The list contents is always changing according to an external factor, So I cannot hardocde the values I Want to round up or down to.
How can do it in C# ?
Upvotes: 10
Views: 2987
Reputation: 1
Simple rounding down in linq
public decimal? RoundDownToList(decimal input, decimal[] list)
{
var result = (from number in list
where number <= input
orderby number descending
select number).FirstOrDefault();
return result;
}
Upvotes: 0
Reputation: 50858
Assuming the array is sorted, you could perform a binary search in the array, narrowing it down to which two numbers the given number lies between.
Then once you have these two numbers, you simply round to the nearest of the two.
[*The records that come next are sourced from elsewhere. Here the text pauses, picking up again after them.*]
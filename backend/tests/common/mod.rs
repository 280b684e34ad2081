// Not every helper is used in every test file
#![allow(dead_code)]

use std::sync::Arc;

use aws_sdk_dynamodb::Client as DynamoDbClient;
use axum::{body::Body, response::Response, Router};
use http_body_util::BodyExt;
use serde_json::Value;

use backend::{provider::mock::MockVerificationApi, server, types::Environment};
use kyc_storage::user::UserStorage;

/// Secret the test router verifies webhook signatures against
pub const TEST_WEBHOOK_SECRET: &str = "whsec_test_secret";

/// Setup test environment variables with all the required configuration
pub fn setup_test_env() {
    // Load any local overrides first
    dotenvy::dotenv().ok();

    std::env::set_var("APP_ENV", "development");
    std::env::set_var("AWS_ACCESS_KEY_ID", "test");
    std::env::set_var("AWS_SECRET_ACCESS_KEY", "test");
    std::env::set_var("AWS_REGION", "us-east-1");
    std::env::set_var("DIDIT_WEBHOOK_SECRET", TEST_WEBHOOK_SECRET);

    // Initialize tracing for tests
    tracing_subscriber::fmt()
        .with_max_level(tracing::Level::DEBUG)
        .try_init()
        .ok();
}

/// Builds the full application router with a mock provider and no
/// correlation cache. Storage points at the development LocalStack
/// endpoint; tests that assert on pre-storage behavior (signatures, rate
/// limits, validation) never reach it.
pub async fn test_router() -> Router {
    test_router_with_provider(MockVerificationApi::default()).await
}

/// Same as [`test_router`] but with canned provider responses
pub async fn test_router_with_provider(provider: MockVerificationApi) -> Router {
    setup_test_env();

    let environment = Environment::from_env();
    let dynamodb_client = Arc::new(DynamoDbClient::new(&environment.aws_config().await));
    let user_storage = Arc::new(UserStorage::new(
        dynamodb_client,
        environment.users_table_name(),
    ));

    server::build_router(environment, user_storage, None, Arc::new(provider))
}

/// Collects a response body into JSON
pub async fn body_json(response: Response<Body>) -> Value {
    let bytes = response
        .into_body()
        .collect()
        .await
        .expect("body collects")
        .to_bytes();
    serde_json::from_slice(&bytes).expect("body is JSON")
}
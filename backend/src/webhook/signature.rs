//! Webhook signature verification
//!
//! The provider signs every callback with an HMAC-SHA256 over the exact raw
//! request body, hex-encoded into the `x-didit-signature` header. The
//! comparison is constant-time; verification happens before the body is
//! parsed so a forged payload never reaches any state-mutating code.

use hmac::{Hmac, Mac};
use sha2::Sha256;

type HmacSha256 = Hmac<Sha256>;

/// Verifies a hex-encoded HMAC-SHA256 signature over the raw body bytes.
///
/// Returns false for undecodable signatures; the underlying comparison is
/// constant-time.
#[must_use]
pub fn verify_signature(secret: &[u8], body: &[u8], signature_hex: &str) -> bool {
    let Ok(signature) = hex::decode(signature_hex.trim()) else {
        return false;
    };

    let Ok(mut mac) = HmacSha256::new_from_slice(secret) else {
        return false;
    };
    mac.update(body);
    mac.verify_slice(&signature).is_ok()
}

/// Computes the hex-encoded HMAC-SHA256 signature the provider would send
/// for a body. Used when registering webhooks against sandbox environments
/// and by the receiver tests.
#[must_use]
pub fn sign(secret: &[u8], body: &[u8]) -> String {
    let mut mac = HmacSha256::new_from_slice(secret).expect("HMAC accepts any key length");
    mac.update(body);
    hex::encode(mac.finalize().into_bytes())
}

#[cfg(test)]
mod tests {
    use super::*;

    const SECRET: &[u8] = b"whsec_test_secret";
    const BODY: &[u8] = br#"{"session_id":"abc","status":"Approved"}"#;

    #[test]
    fn accepts_a_matching_signature() {
        let signature = sign(SECRET, BODY);
        assert!(verify_signature(SECRET, BODY, &signature));
    }

    #[test]
    fn rejects_a_single_flipped_body_byte() {
        let signature = sign(SECRET, BODY);

        let mut tampered = BODY.to_vec();
        for i in 0..tampered.len() {
            tampered[i] ^= 0x01;
            assert!(
                !verify_signature(SECRET, &tampered, &signature),
                "byte {i} flip was not detected"
            );
            tampered[i] ^= 0x01;
        }
    }

    #[test]
    fn rejects_a_single_mutated_signature_character() {
        let signature = sign(SECRET, BODY);

        for i in 0..signature.len() {
            let mut tampered: Vec<char> = signature.chars().collect();
            tampered[i] = if tampered[i] == '0' { '1' } else { '0' };
            let tampered: String = tampered.into_iter().collect();
            if tampered == signature {
                continue;
            }
            assert!(
                !verify_signature(SECRET, BODY, &tampered),
                "signature char {i} mutation was not detected"
            );
        }
    }

    #[test]
    fn rejects_the_wrong_secret() {
        let signature = sign(SECRET, BODY);
        assert!(!verify_signature(b"some_other_secret", BODY, &signature));
    }

    #[test]
    fn rejects_non_hex_and_truncated_signatures() {
        let signature = sign(SECRET, BODY);

        assert!(!verify_signature(SECRET, BODY, "not-hex!"));
        assert!(!verify_signature(SECRET, BODY, ""));
        assert!(!verify_signature(SECRET, BODY, &signature[..32]));
    }

    #[test]
    fn tolerates_surrounding_whitespace_in_the_header() {
        let signature = sign(SECRET, BODY);
        assert!(verify_signature(SECRET, BODY, &format!(" {signature}\n")));
    }
}
pub mod rate_limit;

pub use rate_limit::{enforce_rate_limit, RateLimitConfig, RateLimitResult, RateLimiter};
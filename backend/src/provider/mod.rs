//! Client for the Didit identity-verification API
//!
//! Translates local verification concepts into the provider's wire calls
//! and normalizes its failures. The only local identifier that crosses the
//! boundary is the user id carried in `vendor_data`.

pub mod error;
pub mod types;

use std::time::Duration;

use reqwest::{header::RETRY_AFTER, Client, StatusCode};
use serde_json::Value;

pub use error::{ProviderError, ProviderResult};
pub use types::{DocumentVerification, NewSessionRequest, SessionCreated};

/// Timeout for session, phone and retrieval calls
const DEFAULT_REQUEST_TIMEOUT_SECS: u64 = 10;
/// Document verification uploads images and is allowed to run longer
const DOCUMENT_REQUEST_TIMEOUT_SECS: u64 = 30;
/// Maximum number of idle connections to maintain per host
const MAX_IDLE_CONNECTIONS_PER_HOST: usize = 10;

/// Trait for the verification provider API
#[async_trait::async_trait]
pub trait VerificationApi: Send + Sync {
    /// Creates a verification session for a user. Terminal-status and
    /// retry-bound pre-checks are the caller's responsibility.
    async fn create_session(
        &self,
        vendor_data: &str,
        contact_details: Option<Value>,
        expected_details: Option<Value>,
        metadata: Option<Value>,
    ) -> ProviderResult<SessionCreated>;

    /// Retrieves the provider's session object verbatim
    async fn retrieve_session(&self, session_id: &str) -> ProviderResult<Value>;

    /// Sends a one-time code to a phone number
    async fn send_phone_code(&self, phone_number: &str) -> ProviderResult<Value>;

    /// Checks a one-time code; returns the provider's validity object verbatim
    async fn check_phone_code(&self, phone_number: &str, code: &str) -> ProviderResult<Value>;

    /// Verifies an identity document from base64-encoded images
    async fn verify_document(
        &self,
        front_image: &str,
        back_image: Option<&str>,
        document_type: Option<&str>,
    ) -> ProviderResult<DocumentVerification>;
}

/// HTTP client for the Didit verification API
pub struct DiditClient {
    base_url: String,
    api_key: String,
    workflow_id: String,
    callback_url: String,
    http_client: Client,
}

impl DiditClient {
    /// Creates a new Didit API client
    ///
    /// # Panics
    ///
    /// If the HTTP client fails to be created
    #[must_use]
    pub fn new(
        base_url: String,
        api_key: String,
        workflow_id: String,
        callback_url: String,
    ) -> Self {
        let http_client = Client::builder()
            .timeout(Duration::from_secs(DEFAULT_REQUEST_TIMEOUT_SECS))
            .pool_max_idle_per_host(MAX_IDLE_CONNECTIONS_PER_HOST)
            .build()
            .expect("Failed to create HTTP client");

        Self {
            base_url,
            api_key,
            workflow_id,
            callback_url,
            http_client,
        }
    }

    async fn handle<T: serde::de::DeserializeOwned>(
        response: reqwest::Response,
    ) -> ProviderResult<T> {
        if !response.status().is_success() {
            return Err(error_for_response(response).await);
        }
        Ok(response.json::<T>().await?)
    }
}

/// Maps a non-2xx provider response onto a [`ProviderError`]
async fn error_for_response(response: reqwest::Response) -> ProviderError {
    let status = response.status();
    let retry_after = response
        .headers()
        .get(RETRY_AFTER)
        .and_then(|value| value.to_str().ok())
        .and_then(|value| value.parse().ok());
    let detail = response.text().await.unwrap_or_default();

    map_status(status, retry_after, detail)
}

fn map_status(status: StatusCode, retry_after: Option<u64>, detail: String) -> ProviderError {
    match status {
        StatusCode::UNAUTHORIZED => ProviderError::Auth,
        StatusCode::FORBIDDEN => ProviderError::Permission,
        StatusCode::BAD_REQUEST => ProviderError::BadRequest(detail),
        StatusCode::TOO_MANY_REQUESTS => ProviderError::RateLimited { retry_after },
        StatusCode::NOT_FOUND => ProviderError::NotFound,
        _ => ProviderError::Unavailable(format!("Status {status}: {detail}")),
    }
}

#[async_trait::async_trait]
impl VerificationApi for DiditClient {
    async fn create_session(
        &self,
        vendor_data: &str,
        contact_details: Option<Value>,
        expected_details: Option<Value>,
        metadata: Option<Value>,
    ) -> ProviderResult<SessionCreated> {
        let request = NewSessionRequest {
            workflow_id: self.workflow_id.clone(),
            vendor_data: vendor_data.to_string(),
            callback: self.callback_url.clone(),
            contact_details,
            expected_details,
            metadata,
        };

        let response = self
            .http_client
            .post(format!("{}/v2/session/", self.base_url))
            .header("x-api-key", &self.api_key)
            .json(&request)
            .send()
            .await?;

        Self::handle(response).await
    }

    async fn retrieve_session(&self, session_id: &str) -> ProviderResult<Value> {
        let response = self
            .http_client
            .get(format!("{}/v2/session/{session_id}/", self.base_url))
            .header("x-api-key", &self.api_key)
            .send()
            .await?;

        Self::handle(response).await
    }

    async fn send_phone_code(&self, phone_number: &str) -> ProviderResult<Value> {
        let response = self
            .http_client
            .post(format!("{}/v2/phone/send-code/", self.base_url))
            .header("x-api-key", &self.api_key)
            .json(&serde_json::json!({ "phone_number": phone_number }))
            .send()
            .await?;

        Self::handle(response).await
    }

    async fn check_phone_code(&self, phone_number: &str, code: &str) -> ProviderResult<Value> {
        let response = self
            .http_client
            .post(format!("{}/v2/phone/check-code/", self.base_url))
            .header("x-api-key", &self.api_key)
            .json(&serde_json::json!({
                "phone_number": phone_number,
                "code": code,
            }))
            .send()
            .await?;

        Self::handle(response).await
    }

    async fn verify_document(
        &self,
        front_image: &str,
        back_image: Option<&str>,
        document_type: Option<&str>,
    ) -> ProviderResult<DocumentVerification> {
        let mut body = serde_json::json!({ "front_image": front_image });
        if let Some(back_image) = back_image {
            body["back_image"] = Value::String(back_image.to_string());
        }
        if let Some(document_type) = document_type {
            body["document_type"] = Value::String(document_type.to_string());
        }

        let response = self
            .http_client
            .post(format!("{}/v2/id-verification/", self.base_url))
            .header("x-api-key", &self.api_key)
            // Image uploads get a longer budget than the light calls
            .timeout(Duration::from_secs(DOCUMENT_REQUEST_TIMEOUT_SECS))
            .json(&body)
            .send()
            .await?;

        Self::handle(response).await
    }
}

#[cfg(any(test, feature = "test-utils"))]
pub mod mock {
    //! Canned provider responses for router-level tests

    use super::{DocumentVerification, ProviderResult, SessionCreated, VerificationApi};
    use serde_json::{json, Value};

    /// Mock provider returning overridable canned responses
    #[derive(Default)]
    pub struct MockVerificationApi {
        pub session: Option<SessionCreated>,
        pub session_object: Option<Value>,
        pub phone_send_response: Option<Value>,
        pub phone_check_response: Option<Value>,
        pub document: Option<DocumentVerification>,
    }

    #[async_trait::async_trait]
    impl VerificationApi for MockVerificationApi {
        async fn create_session(
            &self,
            vendor_data: &str,
            _contact_details: Option<Value>,
            _expected_details: Option<Value>,
            _metadata: Option<Value>,
        ) -> ProviderResult<SessionCreated> {
            Ok(self.session.clone().unwrap_or_else(|| SessionCreated {
                session_id: format!("mock-session-{vendor_data}"),
                session_token: Some("mock-session-token".to_string()),
                url: "https://verify.example.com/mock".to_string(),
                status: "Not Started".to_string(),
            }))
        }

        async fn retrieve_session(&self, session_id: &str) -> ProviderResult<Value> {
            Ok(self
                .session_object
                .clone()
                .unwrap_or_else(|| json!({ "session_id": session_id, "status": "Not Started" })))
        }

        async fn send_phone_code(&self, phone_number: &str) -> ProviderResult<Value> {
            Ok(self.phone_send_response.clone().unwrap_or_else(|| {
                json!({
                    "request_id": "mock-request-id",
                    "phone_number": phone_number,
                    "message": "Code sent",
                })
            }))
        }

        async fn check_phone_code(&self, phone_number: &str, _code: &str) -> ProviderResult<Value> {
            Ok(self.phone_check_response.clone().unwrap_or_else(|| {
                json!({
                    "phone_number": phone_number,
                    "status": "Approved",
                })
            }))
        }

        async fn verify_document(
            &self,
            _front_image: &str,
            _back_image: Option<&str>,
            _document_type: Option<&str>,
        ) -> ProviderResult<DocumentVerification> {
            Ok(self.document.clone().unwrap_or_else(|| {
                serde_json::from_value(json!({
                    "status": "Approved",
                    "document_type": "PASSPORT",
                    "document_number": "X1234567",
                    "first_name": "Ada",
                    "last_name": "Lovelace",
                    "warnings": [],
                }))
                .expect("static mock document is valid")
            }))
        }
    }
}

#[cfg(test)]
mod tests {
    use super::*;

    #[test]
    fn non_success_statuses_map_onto_the_local_taxonomy() {
        assert!(matches!(
            map_status(StatusCode::UNAUTHORIZED, None, String::new()),
            ProviderError::Auth
        ));
        assert!(matches!(
            map_status(StatusCode::FORBIDDEN, None, String::new()),
            ProviderError::Permission
        ));
        assert!(matches!(
            map_status(StatusCode::BAD_REQUEST, None, String::new()),
            ProviderError::BadRequest(_)
        ));
        assert!(matches!(
            map_status(StatusCode::NOT_FOUND, None, String::new()),
            ProviderError::NotFound
        ));
        assert!(matches!(
            map_status(StatusCode::BAD_GATEWAY, None, String::new()),
            ProviderError::Unavailable(_)
        ));
        assert!(matches!(
            map_status(StatusCode::INTERNAL_SERVER_ERROR, None, String::new()),
            ProviderError::Unavailable(_)
        ));
    }

    #[test]
    fn rate_limit_carries_the_retry_hint() {
        let err = map_status(StatusCode::TOO_MANY_REQUESTS, Some(30), String::new());
        match err {
            ProviderError::RateLimited { retry_after } => assert_eq!(retry_after, Some(30)),
            other => panic!("unexpected mapping: {other:?}"),
        }
    }
}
static int RoundToArray(int value, int[] array) {
int min = 0;
if (array[min] >= value) return array[min];
int max = array.Length - 1;
if (array[max] <= value) return array[max];
while (max - min > 1) {
int mid = (max + min) / 2;
if (array[mid] == value) {
return array[mid];
} else if (array[mid] < value) {
min = mid;
} else {
max = mid;
}
}
if (array[max] - value <= value - array[min]) {
return array[max];
} else {
return array[min];
}
}
Upvotes: 6
Reputation: 50835
Here's a method using LINQ:
var list = new[] { 12, 15, 23, 94, 35, 48 };
var input = 17;
var diffList = from number in list
select new {
number,
difference = Math.Abs(number - input)
};
var result = (from diffItem in diffList
orderby diffItem.difference
select diffItem).First().number;
EDIT: Renamed some of the variables so the code is less confusing...
EDIT:
The list
variable is an implicitly declare array of int
. The first LINQ statement diffList
defines an anonymous type that has your original number from the list (number
) as well as the difference between it and your current value (input
).
The second LINQ statement result
orders that anonymous type collection by the difference, which is your "rounding" requirement. It takes the first item in that list as it will have the smallest difference, and then selects only the original .number
from the anonymous type.
Upvotes: 13
Reputation: 6425
Do something like this:
double distance = double.PositiveInfinity;
float roundedValue = float.NaN;
foreach (float f in list)
{
double d = Math.Abs(d - f);
if (d < distance)
{
distance = d;
roundedValue = f;
}
}
Upvotes: 1
Reputation: 740
You could loop through the array of numbers and set a roundedNum variable equal to each one if a variable delta is less than the current lowest delta. Some things are best described in code.
int roundedNum = myNum;
int delta = myArray[myArray.Length-1] + 1;
for(int i=0; i<myArray.Length; ++i) {
if(Math.Abs(myNum - myArray[i]) < delta) {
delta = Math.Abs(myNum - myArray[i]);
roundedNum = myArray[i];
}
}
That should do the trick quite nicely.
Upvotes: 1
Reputation: 69260
Using linq:
int value = 17;
var values = new float[] { 12, 15, 23, 94, 35, 48 };
if(value < values.First()) return value.First();
if(value > values.Last()) return value.Last();
float below = values.Where(v => v <= value).Max();
float above = values.Where(v => v >= value).Min();
if(value - below < above - value)
return below;
else
return above;
As long as then number of possible values is quite small this should work. If you have thousands of possible values another solution should be used, which takes advantage of values
being sorted (if it really is sorted).